__WHAT TO DO__:
Set the listing down again, exactly as it stands below.

__TASK MATERIAL__:
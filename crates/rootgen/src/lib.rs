#![warn(missing_docs)]

//! Synthetic tooth-root generation.
//!
//! Given a scanned crown surface and three landmarks placed on the tooth,
//! this crate grows a closed root surface below the crown: it derives the
//! root axis, radius and depth from the landmarks, extracts the crown's
//! open boundary ring, places a cap circle at the root tip, closes the
//! crown ring, an offset copy of it and the cap into one surface, and prunes
//! the flat cap that closing fabricates over the crown ring.
//!
//! # Example
//!
//! ```ignore
//! use rootgen::{generate_root, LandmarkPoints, RootSettings};
//! use rootgen_io::read_vtp;
//!
//! let crown = read_vtp(&std::fs::read_to_string("crown.vtp")?)?;
//! let landmarks = LandmarkPoints { bottom, top, radius_ref };
//! let root = generate_root(&crown, &landmarks, &RootSettings::default())?;
//! println!("root has {} faces", root.mesh.num_faces());
//! ```

pub mod cap;
pub mod closer;
pub mod error;
pub mod frame;
pub mod pipeline;
pub mod prune;
pub mod service;
pub mod settings;

pub use cap::{create_circle, ensure_resolution, Cap, CapStyle};
pub use closer::{close, loft, CloseSettings, ClosedShape, ClosingStrategy};
pub use error::{ErrorKind, Result, RootError};
pub use frame::{FrameSettings, HeightMode, LandmarkPoints, RadiusMeasure, RootFrame};
pub use pipeline::{generate_root, RootOutput};
pub use prune::prune_faces_on_loop;
pub use service::{
    decode_polydata, handle_flat, handle_json, handle_xml, FlatRootRequest, FlatRootResponse,
    PointsInfo, XmlRootRequest, XmlRootResponse,
};
pub use settings::RootSettings;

__EXERCISE RESULT__:
filename crates/rootgen/src/lib.rs
#![warn(missing_docs)]

//! Synthetic tooth-root generation.
//!
//! Given a scanned crown surface and three landmarks placed on the tooth,
//! this crate grows a closed root surface below the crown: it derives the
//! root axis, radius and depth from the landmarks, extracts the crown's
//! open boundary ring, places a cap circle at the root tip, closes the
//! crown ring, an offset copy of it and the cap into one surface, and prunes
//! the flat cap that closing fabricates over the crown ring.
//!
//! # Example
//!
//! ```ignore
//! use rootgen::{generate_root, LandmarkPoints, RootSettings};
//! use rootgen_io::read_vtp;
//!
//! let crown = read_vtp(&std::fs::read_to_string("crown.vtp")?)?;
//! let landmarks = LandmarkPoints { bottom, top, radius_ref };
//! let root = generate_root(&crown, &landmarks, &RootSettings::default())?;
//! println!("root has {} faces", root.mesh.num_faces());
//! ```

pub mod cap;
pub mod closer;
pub mod error;
pub mod frame;
pub mod pipeline;
pub mod prune;
pub mod service;
pub mod settings;

pub use cap::{create_circle, ensure_resolution, Cap, CapStyle};
pub use closer::{close, loft, CloseSettings, ClosedShape, ClosingStrategy};
pub use error::{ErrorKind, Result, RootError};
pub use frame::{FrameSettings, HeightMode, LandmarkPoints, RadiusMeasure, RootFrame};
pub use pipeline::{generate_root, RootOutput};
pub use prune::prune_faces_on_loop;
pub use service::{
    decode_polydata, handle_flat, handle_json, handle_xml, FlatRootRequest, FlatRootResponse,
    PointsInfo, XmlRootRequest, XmlRootResponse,
};
pub use settings::RootSettings;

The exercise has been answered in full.